Risk factors for CT or GC: Prior CT or GC infection (particularly in past 24 months); new or multiple partners; suspicion a recent partner may have had concurrent partners; sex partner diagnosed with an STI; exchanging sex for money or drugs; illicit drug use; history of incarceration; and/or community prevalence of infection.
8.
Hepatitis B. Hepatitis B virus (HBV) screening is recommended for all pregnant persons during each pregnancy. CDC guidance (2023) recommends screening all adults (including pregnant persons) at least once with a triple panel of HBsAg, anti-HBs, and anti-HBc. Prior guidance recommended screening of pregnant persons with HBsAg alone. Based on new guidance, pregnant persons with a history of appropriately timed triple panel screening and without subsequent risk for exposure to HBV (i.e., no new HBV exposures since triple panel screening) only need HBsAg screening. United States Preventative Services Task Force (USPSTF) and California law (AB 789) continue to recommend risk-based screening of adults. USPSTF recommends use of HBsAg as the initial screening test for pregnant persons. See
Clinical Testing and Diagnosis for Hepatitis B.
9. Risk factors for hepatitis B: injection drug use; new STI diagnosis in pregnancy; new or multiple partners; or HBsAg-positive partner.
10. Hepatitis C. Hepatitis C virus (HCV) screening is recommended for all pregnant persons - and during each pregnancy. To test for HCV, order an HCV antibody (anti-HCV) test with automatic reflex HCV RNA for specimens testing anti-HCV positive/reactive. For persons who are immunocompromised, testing for HCV RNA can be considered. For persons who might have been exposed to HCV within the past six months, testing for HCV RNA two weeks after exposure or testing for anti-HCV six months after exposure is recommended. See
CDC Recommendations for Hepatitis C Screening Among Adults — United States, 2020 | MMWR, ACOG Hepatitis C Screening in Pregnancy, and AASLD HCV in Pregnancy.
11.
Updated Cervical Cancer Screening Guidelines | ACOG.
12.
Herpes Simplex Virus (HSV). Routine HSV serologic screening of pregnant people is
not recommended. Type-specific serologic tests can be useful for pregnant persons without known prior HSV at increased risk for HSV infection (e.g., sex partner with HSV).
For pregnant persons with a history of recurrent genital herpes, suppressive treatment is recommended starting at 36 weeks gestation.

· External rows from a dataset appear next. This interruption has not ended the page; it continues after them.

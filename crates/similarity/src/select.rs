//! Top-k nearest critic selection.

use std::cmp::Ordering;

use crate::result::CriticScore;

/// Sorts `scores` nearest-first and returns the names of the first `k`
/// critics that share at least one rated title with the user.
///
/// The sort is stable: equal distances keep column order. Critics without
/// overlap are ordered after every critic with overlap regardless of their
/// distance value, and are never selected.
pub(crate) fn select_nearest(scores: &mut [CriticScore], k: usize) -> Vec<String> {
    // NaN-safe via Ordering::Equal fallback
    scores.sort_by(|a, b| {
        b.has_overlap()
            .cmp(&a.has_overlap())
            .then_with(|| a.distance().partial_cmp(&b.distance()).unwrap_or(Ordering::Equal))
    });

    scores
        .iter()
        .take_while(|s| s.has_overlap())
        .take(k)
        .map(|s| s.rater().to_string())
        .collect()
}
//! Low-level CSV reading and cell parsing.

use std::path::Path;

use crate::error::IoError;

/// Cell values read as "no value".
const MISSING_MARKERS: &[&str] = &["", "NA", "N/A", "NaN", "nan", "null"];

/// One data record and the line it came from.
#[derive(Debug, Clone)]
pub(crate) struct RawRecord {
    pub(crate) line: u64,
    pub(crate) fields: Vec<String>,
}

/// Header and records of a CSV file, decoded to strings.
#[derive(Debug, Clone)]
pub(crate) struct RawTable {
    pub(crate) headers: Vec<String>,
    pub(crate) records: Vec<RawRecord>,
}

impl RawTable {
    /// Returns the position of column `name`.
    pub(crate) fn column(&self, name: &str, path: &Path) -> Result<usize, IoError> {
        self.headers
            .iter()
            .position(|h| h == name)
            .ok_or_else(|| IoError::MissingColumn {
                name: name.to_string(),
                path: path.to_path_buf(),
            })
    }
}

/// Decodes a field as UTF-8, falling back to Latin-1 for non-UTF-8 bytes.
pub(crate) fn decode_field(bytes: &[u8]) -> String {
    match std::str::from_utf8(bytes) {
        Ok(s) => s.to_string(),
        Err(_) => bytes.iter().map(|&b| char::from(b)).collect(),
    }
}

/// Reads a headed CSV file with surrounding whitespace trimmed from fields.
pub(crate) fn read_csv(path: &Path) -> Result<RawTable, IoError> {
    if !path.exists() {
        return Err(IoError::FileNotFound {
            path: path.to_path_buf(),
        });
    }

    let mut reader = csv::ReaderBuilder::new()
        .has_headers(true)
        .trim(csv::Trim::All)
        .from_path(path)?;

    let headers: Vec<String> = reader.byte_headers()?.iter().map(decode_field).collect();

    let mut records = Vec::new();
    for result in reader.byte_records() {
        let record = result?;
        let line = record.position().map_or(0, |p| p.line());
        records.push(RawRecord {
            line,
            fields: record.iter().map(decode_field).collect(),
        });
    }

    Ok(RawTable { headers, records })
}

/// Parses a rating cell; missing markers yield `None`.
pub(crate) fn parse_rating(cell: &str) -> Result<Option<f64>, String> {
    if MISSING_MARKERS.contains(&cell) {
        return Ok(None);
    }
    cell.parse::<f64>()
        .map(Some)
        .map_err(|_| format!("invalid rating '{cell}'"))
}

/// Parses a year cell. Accepts integral floats such as `1994.0`.
pub(crate) fn parse_year(cell: &str) -> Result<i32, String> {
    if let Ok(y) = cell.parse::<i32>() {
        return Ok(y);
    }
    match cell.parse::<f64>() {
        Ok(y) if y.fract() == 0.0 && y >= i32::MIN as f64 && y <= i32::MAX as f64 => Ok(y as i32),
        _ => Err(format!("invalid year '{cell}'")),
    }
}

/// Parses an optional runtime cell; missing markers yield `None`.
pub(crate) fn parse_runtime(cell: &str) -> Result<Option<f64>, String> {
    if MISSING_MARKERS.contains(&cell) {
        return Ok(None);
    }
    cell.parse::<f64>()
        .map(Some)
        .map_err(|_| format!("invalid runtime '{cell}'"))
}
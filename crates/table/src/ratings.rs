//! Critic ratings table.

use std::collections::BTreeMap;

use crate::error::TableError;
use crate::validate::{self, ValidationCollector};

/// Ratings of many critics over a shared set of movie titles.
///
/// Rows are keyed by title. Columns are rater identities in the order the
/// loader saw them; that order is the tie-break order for similarity ranking.
/// The identifier (title) column is stored apart from the raters and can never
/// be one of them.
#[derive(Debug, Clone, PartialEq)]
pub struct RatingsTable {
    /// Name of the identifier column in the source data.
    identifier: String,
    /// Rater identities in column order.
    raters: Vec<String>,
    /// Title -> one optional rating per rater, aligned with `raters`.
    rows: BTreeMap<String, Vec<Option<f64>>>,
}

impl RatingsTable {
    /// Creates a new `RatingsTable` after validating inputs.
    ///
    /// # Errors
    ///
    /// Returns [`TableError::EmptyIdentifier`] if `identifier` is empty.
    ///
    /// Returns [`TableError::Validation`] if any of the following checks fail:
    /// - Rater names are empty, duplicated, or equal to `identifier`
    /// - Titles are empty or duplicated
    /// - A row does not hold exactly one cell per rater
    /// - A present rating is NaN or infinite
    pub fn new(
        identifier: impl Into<String>,
        raters: Vec<String>,
        rows: Vec<(String, Vec<Option<f64>>)>,
    ) -> Result<Self, TableError> {
        let identifier = identifier.into();
        if identifier.is_empty() {
            return Err(TableError::EmptyIdentifier);
        }

        let mut c = ValidationCollector::new();
        c.merge(validate::validate_rater_names(&identifier, &raters));
        c.merge(validate::validate_unique_titles(
            rows.iter().map(|(t, _)| t.as_str()),
        ));
        c.merge(validate::validate_row_widths(
            raters.len(),
            rows.iter().map(|(t, r)| (t.as_str(), r.len())),
        ));
        for (title, ratings) in &rows {
            c.merge(validate::validate_finite_ratings(title, ratings));
        }
        c.finish()?;

        Ok(Self {
            identifier,
            raters,
            rows: rows.into_iter().collect(),
        })
    }

    /// Returns the identifier column name.
    pub fn identifier(&self) -> &str {
        &self.identifier
    }

    /// Returns the rater identities in column order.
    pub fn raters(&self) -> &[String] {
        &self.raters
    }

    /// Returns the number of raters.
    pub fn n_raters(&self) -> usize {
        self.raters.len()
    }

    /// Returns the number of titles.
    pub fn n_titles(&self) -> usize {
        self.rows.len()
    }

    /// Returns the column position of `rater`, if present.
    pub fn rater_index(&self, rater: &str) -> Option<usize> {
        self.raters.iter().position(|r| r == rater)
    }

    /// Returns `true` if `title` is a row key.
    pub fn contains_title(&self, title: &str) -> bool {
        self.rows.contains_key(title)
    }

    /// Iterates over titles in key order.
    pub fn titles(&self) -> impl Iterator<Item = &str> {
        self.rows.keys().map(String::as_str)
    }

    /// Returns the rating of rater `column` for `title`.
    ///
    /// `None` when the title is unknown, the column is out of range, or the
    /// cell is unrated.
    pub fn rating(&self, title: &str, column: usize) -> Option<f64> {
        self.rows.get(title)?.get(column).copied().flatten()
    }
}
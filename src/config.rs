use std::path::{Path, PathBuf};

use anyhow::{Context, Result};
use serde::Deserialize;
use tracing::debug;

/// Config file read when `--config` is not given, if it exists.
pub const DEFAULT_CONFIG: &str = "cinematch.toml";

/// Top-level Cinematch configuration.
#[derive(Debug, Default, Deserialize)]
#[serde(deny_unknown_fields)]
pub struct CinematchConfig {
    /// Input files and column names.
    #[serde(default)]
    pub io: IoConfig,

    /// Critic ranking settings.
    #[serde(default)]
    pub rank: RankToml,

    /// Output settings.
    #[serde(default)]
    pub output: OutputToml,
}

impl CinematchConfig {
    /// Loads the configuration.
    ///
    /// An explicit path must exist. Without one, [`DEFAULT_CONFIG`] is read if
    /// present and built-in defaults apply otherwise.
    pub fn load(path: Option<&Path>) -> Result<Self> {
        let path = match path {
            Some(p) => p,
            None => {
                let default = Path::new(DEFAULT_CONFIG);
                if !default.exists() {
                    debug!("no config file, using defaults");
                    return Ok(Self::default());
                }
                default
            }
        };

        let toml_str = std::fs::read_to_string(path)
            .with_context(|| format!("failed to read config file: {}", path.display()))?;
        Self::parse(&toml_str)
    }

    /// Parses a TOML document.
    pub fn parse(toml_str: &str) -> Result<Self> {
        toml::from_str(toml_str).context("failed to parse TOML config")
    }
}

#[derive(Debug, Deserialize)]
#[serde(deny_unknown_fields)]
pub struct IoConfig {
    pub folder: Option<PathBuf>,
    pub movies: Option<PathBuf>,
    pub critics: Option<PathBuf>,
    pub personal: Option<PathBuf>,
    #[serde(default = "default_title_column")]
    pub title_column: String,
    #[serde(default = "default_genre_column")]
    pub genre_column: String,
    #[serde(default = "default_year_column")]
    pub year_column: String,
    /// Set to `""` to ignore runtimes.
    #[serde(default = "default_runtime_column")]
    pub runtime_column: String,
}

impl Default for IoConfig {
    fn default() -> Self {
        Self {
            folder: None,
            movies: None,
            critics: None,
            personal: None,
            title_column: default_title_column(),
            genre_column: default_genre_column(),
            year_column: default_year_column(),
            runtime_column: default_runtime_column(),
        }
    }
}

fn default_title_column() -> String {
    "Title".to_string()
}
fn default_genre_column() -> String {
    "Genre1".to_string()
}
fn default_year_column() -> String {
    "Year".to_string()
}
fn default_runtime_column() -> String {
    "Runtime".to_string()
}

#[derive(Debug, Deserialize)]
#[serde(deny_unknown_fields)]
pub struct RankToml {
    #[serde(default = "default_k")]
    pub k: usize,
}

impl Default for RankToml {
    fn default() -> Self {
        Self { k: default_k() }
    }
}

fn default_k() -> usize {
    cinematch_similarity::DEFAULT_K
}

#[derive(Debug, Default, Deserialize)]
#[serde(deny_unknown_fields)]
pub struct OutputToml {
    pub json: Option<PathBuf>,
}
//! Titles the user has not seen.

use cinematch_table::{PersonalRatings, RatingsTable};

/// Returns the ratings-table titles absent from the user's list, in key order.
///
/// A title the user listed without a rating still counts as seen. Whether any
/// critic rated a title plays no part here.
pub(crate) fn unseen_titles<'a>(
    critics: &'a RatingsTable,
    personal: &PersonalRatings,
) -> Vec<&'a str> {
    critics
        .titles()
        .filter(|t| !personal.contains_title(t))
        .collect()
}

#[cfg(test)]
mod tests {
    use super::*;

    #[test]
    fn test_set_difference_by_key() {
        let critics = RatingsTable::new(
            "Title",
            vec!["C1".into()],
            vec![
                ("A".into(), vec![Some(1.0)]),
                ("B".into(), vec![None]),
                ("C".into(), vec![Some(2.0)]),
                ("a".into(), vec![Some(2.0)]),
            ],
        )
        .unwrap();
        let personal =
            PersonalRatings::new("me", vec![("A".into(), Some(3.0)), ("C".into(), None)]).unwrap();

        // "B" is unseen even though nobody rated it; "a" differs from "A" by case.
        assert_eq!(unseen_titles(&critics, &personal), vec!["B", "a"]);
    }

    #[test]
    fn test_all_seen() {
        let critics = RatingsTable::new(
            "Title",
            vec!["C1".into()],
            vec![("A".into(), vec![Some(1.0)])],
        )
        .unwrap();
        let personal = PersonalRatings::new("me", vec![("A".into(), Some(3.0))]).unwrap();
        assert!(unseen_titles(&critics, &personal).is_empty());
    }
}
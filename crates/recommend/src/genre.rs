//! Per-genre best-rated selection.

use std::collections::BTreeMap;

use crate::result::Recommendation;

/// Highest average rating per genre.
pub(crate) fn genre_maxima(rows: &[Recommendation]) -> BTreeMap<&str, f64> {
    let mut maxima: BTreeMap<&str, f64> = BTreeMap::new();
    for r in rows {
        maxima
            .entry(r.genre.as_str())
            .and_modify(|m| {
                if r.avg_rating > *m {
                    *m = r.avg_rating;
                }
            })
            .or_insert(r.avg_rating);
    }
    maxima
}

/// Keeps, within each genre, every row whose average reaches the genre
/// maximum.
///
/// The comparison is `>=` against the precomputed maximum, so every row tied
/// at the top survives. Output is grouped by genre in key order; rows keep
/// their input order inside a genre.
pub(crate) fn genre_winners(rows: Vec<Recommendation>) -> Vec<Recommendation> {
    let maxima: BTreeMap<String, f64> = genre_maxima(&rows)
        .into_iter()
        .map(|(g, m)| (g.to_string(), m))
        .collect();

    let mut groups: BTreeMap<String, Vec<Recommendation>> = BTreeMap::new();
    for r in rows {
        if r.avg_rating >= maxima[&r.genre] {
            groups.entry(r.genre.clone()).or_default().push(r);
        }
    }

    groups.into_values().flatten().collect()
}
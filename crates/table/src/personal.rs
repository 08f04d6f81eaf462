//! Personal ratings of the target user.

use std::collections::BTreeMap;

use crate::error::TableError;
use crate::validate::{self, ValidationCollector};

/// The target user's own ratings, keyed by title.
///
/// A title may be present without a rating. It still counts as seen, but it
/// contributes nothing to a distance.
#[derive(Debug, Clone, PartialEq)]
pub struct PersonalRatings {
    /// Display name of the user (the rating column header).
    user: String,
    /// Title -> optional rating.
    ratings: BTreeMap<String, Option<f64>>,
}

impl PersonalRatings {
    /// Creates a new `PersonalRatings` after validating inputs.
    ///
    /// # Errors
    ///
    /// Returns [`TableError::EmptyUser`] if `user` is empty, and
    /// [`TableError::Validation`] for empty or duplicate titles and
    /// non-finite ratings.
    pub fn new(
        user: impl Into<String>,
        ratings: Vec<(String, Option<f64>)>,
    ) -> Result<Self, TableError> {
        let user = user.into();
        if user.is_empty() {
            return Err(TableError::EmptyUser);
        }

        let mut c = ValidationCollector::new();
        c.merge(validate::validate_unique_titles(
            ratings.iter().map(|(t, _)| t.as_str()),
        ));
        for (title, rating) in &ratings {
            c.merge(validate::validate_finite_ratings(title, [rating]));
        }
        c.finish()?;

        Ok(Self {
            user,
            ratings: ratings.into_iter().collect(),
        })
    }

    /// Returns the user's display name.
    pub fn user(&self) -> &str {
        &self.user
    }

    /// Returns the number of titles, rated or not.
    pub fn len(&self) -> usize {
        self.ratings.len()
    }

    /// Returns `true` when the user listed no titles.
    pub fn is_empty(&self) -> bool {
        self.ratings.is_empty()
    }

    /// Returns `true` if the user has seen `title`.
    pub fn contains_title(&self, title: &str) -> bool {
        self.ratings.contains_key(title)
    }

    /// Returns the user's rating of `title`, if any.
    pub fn rating(&self, title: &str) -> Option<f64> {
        self.ratings.get(title).copied().flatten()
    }

    /// Iterates over present ratings as `(title, rating)`.
    pub fn rated(&self) -> impl Iterator<Item = (&str, f64)> {
        self.ratings
            .iter()
            .filter_map(|(t, r)| r.map(|v| (t.as_str(), v)))
    }
}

See Herpes – STI Treatment Guidelines | CDC.
13.
Mycoplasma genitalium (MG). Currently available evidence
does not support routine screening for M. genitalium in asymptomatic individuals or in any specific population (including pregnant patients) and is not recommended by CDC.
Mycoplasma genitalium Management in Adults - Clinical Guidelines Program;
Mycoplasma genitalium - STI Treatment Guidelines.